Innovation Will Disappear As Large Companies Acquire Small Companies.

Innovation Will Disappear As Large Companies Acquire Small Companies.

People often argue. Many writers wrote, “Big companies can innovate like small companies.” This may be possible, but I suggest that this is not a rule, but an exception.

Small companies almost always perform better than large ones when observing the working environment and personal freedom of employees. Of course, if a small company is the leader of Ricky’s market, this is a typical situation. As it grows, it can become a large company or attract the attention of larger partners.

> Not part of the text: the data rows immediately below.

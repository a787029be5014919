//! Zentro Media Library
//!
//! The property media lifecycle: uploading an image attaches a blob in the
//! images bucket plus one metadata row, retrieval lists a property's images
//! in display order with derived public URLs, and deletion removes both
//! sides. The two-step writes are intentionally non-atomic; see
//! `PropertyMediaManager` for the exact failure windows.

pub mod manager;
pub mod types;

pub use manager::PropertyMediaManager;
pub use types::{ImageUpload, UploadOptions, UploadPolicy};
// The video tour validator lives in core; re-exported here because callers
// reach for it alongside the manager.
pub use zentro_core::validation::{validate_youtube_url, VideoUrlValidation};
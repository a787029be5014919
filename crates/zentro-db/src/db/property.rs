//! Property repository: CRUD for the properties table.

use sqlx::{PgPool, Postgres};
use uuid::Uuid;
use zentro_core::models::{NewProperty, Property};
use zentro_core::AppError;

/// Repository for the properties table.
#[derive(Clone)]
pub struct PropertyRepository {
    pool: PgPool,
}

impl PropertyRepository {
    pub fn new(pool: PgPool) -> Self {
        Self { pool }
    }

    #[tracing::instrument(
        skip(self, property),
        fields(db.table = "properties", db.operation = "insert")
    )]
    pub async fn create(&self, property: NewProperty) -> Result<Property, AppError> {
        let row: Property = sqlx::query_as::<Postgres, Property>(
            r#"
            INSERT INTO properties (
                title, location, price_kes, listing_type, status,
                bedrooms, bathrooms, area_sqm, description, amenities
            )
            VALUES ($1, $2, $3, $4, $5, $6, $7, $8, $9, $10)
            RETURNING *
            "#,
        )
        .bind(&property.title)
        .bind(&property.location)
        .bind(property.price_kes)
        .bind(&property.listing_type)
        .bind(&property.status)
        .bind(property.bedrooms)
        .bind(property.bathrooms)
        .bind(property.area_sqm)
        .bind(&property.description)
        .bind(&property.amenities)
        .fetch_one(&self.pool)
        .await?;
        Ok(row)
    }

    #[tracing::instrument(
        skip(self),
        fields(db.table = "properties", db.operation = "select", db.record_id = %id)
    )]
    pub async fn get_by_id(&self, id: Uuid) -> Result<Option<Property>, AppError> {
        let row: Option<Property> =
            sqlx::query_as::<Postgres, Property>("SELECT * FROM properties WHERE id = $1")
                .bind(id)
                .fetch_optional(&self.pool)
                .await?;
        Ok(row)
    }

    /// Newest listings first.
    #[tracing::instrument(skip(self), fields(db.table = "properties", db.operation = "select"))]
    pub async fn list(&self, limit: i64, offset: i64) -> Result<Vec<Property>, AppError> {
        let rows: Vec<Property> = sqlx::query_as::<Postgres, Property>(
            "SELECT * FROM properties ORDER BY created_at DESC LIMIT $1 OFFSET $2",
        )
        .bind(limit)
        .bind(offset)
        .fetch_all(&self.pool)
        .await?;
        Ok(rows)
    }

    /// Delete a property. Image rows cascade; the image blobs do not.
    /// Delete the attachments through the media manager first.
    #[tracing::instrument(
        skip(self),
        fields(db.table = "properties", db.operation = "delete", db.record_id = %id)
    )]
    pub async fn delete_by_id(&self, id: Uuid) -> Result<bool, AppError> {
        let rows_affected = sqlx::query("DELETE FROM properties WHERE id = $1")
            .bind(id)
            .execute(&self.pool)
            .await?
            .rows_affected();
        Ok(rows_affected > 0)
    }
}
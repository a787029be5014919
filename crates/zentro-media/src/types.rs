//! Input types for media upload operations.

use zentro_core::constants;
use zentro_core::{AppConfig, AppError};

/// Binary payload handed to `upload_image`.
///
/// `file_name` and `content_type` are captured into the metadata row as-is;
/// the stored file size is derived from `data`.
#[derive(Debug, Clone)]
pub struct ImageUpload {
    pub file_name: String,
    pub content_type: String,
    pub data: Vec<u8>,
}

impl ImageUpload {
    pub fn new(
        file_name: impl Into<String>,
        content_type: impl Into<String>,
        data: Vec<u8>,
    ) -> Self {
        ImageUpload {
            file_name: file_name.into(),
            content_type: content_type.into(),
            data,
        }
    }
}

/// Caller-supplied attachment options, all optional.
///
/// `alt_text` falls back to a generated caption, `is_primary` to false and
/// `display_order` to 0.
#[derive(Debug, Clone, Default)]
pub struct UploadOptions {
    pub alt_text: Option<String>,
    pub is_primary: bool,
    pub display_order: i32,
}

/// Upload acceptance policy, checked before any side effect.
#[derive(Debug, Clone)]
pub struct UploadPolicy {
    pub max_file_size: usize,
    pub allowed_content_types: Vec<String>,
}

impl Default for UploadPolicy {
    fn default() -> Self {
        UploadPolicy {
            max_file_size: constants::MAX_IMAGE_SIZE_BYTES,
            allowed_content_types: constants::DEFAULT_IMAGE_CONTENT_TYPES
                .iter()
                .map(|s| s.to_string())
                .collect(),
        }
    }
}

impl UploadPolicy {
    pub fn from_config(config: &AppConfig) -> Self {
        UploadPolicy {
            max_file_size: config.max_image_size_bytes,
            allowed_content_types: config.allowed_image_content_types.clone(),
        }
    }

    /// Check an upload against the policy. A rejected upload has had no
    /// side effects.
    pub fn check(&self, upload: &ImageUpload) -> Result<(), AppError> {
        if upload.file_name.trim().is_empty() {
            return Err(AppError::InvalidInput(
                "Image file name must not be empty".to_string(),
            ));
        }

        if upload.data.len() > self.max_file_size {
            return Err(AppError::PayloadTooLarge(format!(
                "Image is {} bytes, limit is {}",
                upload.data.len(),
                self.max_file_size
            )));
        }

        let content_type = upload.content_type.to_lowercase();
        if !self.allowed_content_types.contains(&content_type) {
            return Err(AppError::InvalidInput(format!(
                "Content type {} is not an accepted image type",
                upload.content_type
            )));
        }

        Ok(())
    }
}
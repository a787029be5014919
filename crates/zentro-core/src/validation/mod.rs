//! Validation modules

pub mod video_url;

pub use video_url::{validate_youtube_url, VideoUrlValidation};
use chrono::{DateTime, Utc};
use serde::{Deserialize, Serialize};
use uuid::Uuid;

/// A contact inquiry submitted from the public site.
#[derive(Debug, Clone, Serialize, Deserialize)]
#[cfg_attr(feature = "sqlx", derive(sqlx::FromRow))]
pub struct ContactInquiry {
    pub id: Uuid,
    pub full_name: String,
    pub email: String,
    pub phone: Option<String>,
    pub message: String,
    /// Set when the inquiry was made from a specific listing page.
    pub property_id: Option<Uuid>,
    pub created_at: DateTime<Utc>,
}

/// Insert payload for a contact inquiry.
#[derive(Debug, Clone, Serialize, Deserialize)]
pub struct NewContactInquiry {
    pub full_name: String,
    pub email: String,
    pub phone: Option<String>,
    pub message: String,
    pub property_id: Option<Uuid>,
}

The most recent example is Hibar Systems Co., Ltd., a regional Canadian company. Over the years, with the innovation and engineering spirit of Heinz Baral, the founder, it has flourished and achieved more than 90% of the market share in battery power distribution. This is the original purpose of inventors and founders. Because he built the distribution pump for this purpose. Under his leadership, the company flourished, innovated its own way, and became the leader of alkaline battery assembly system. After his untimely death, the company was eventually sold to others, but now the media dote on Tesla. In the past two years, Hibar Systems Co., Ltd. has ceased to exist. Tesla Automation officially informed all the former customers of Hibar(many of them were in the late 1970s) that they could not use these products from now on.

Of course, many people will think Tesla is the champion of invention and so on. But let’s face it. This company, like most other large cooperative companies, tries to achieve this goal by stifling innovation and limiting the technology they buy.

As in many cases, the advocates of unique personality and innovation disappear in the business environment, and no one is smarter than him. Like this case and many other cases, a large number of waiters are usually forced back or dragged to the door, as is the case here.

An interesting article on this topic is Maxwell Wessel’s “Why Big Business Can’t Innovate” published in the Harvard Business Review or Don Lee’s “Why Big Business Can’t Innovate” published in the Los Angeles Times.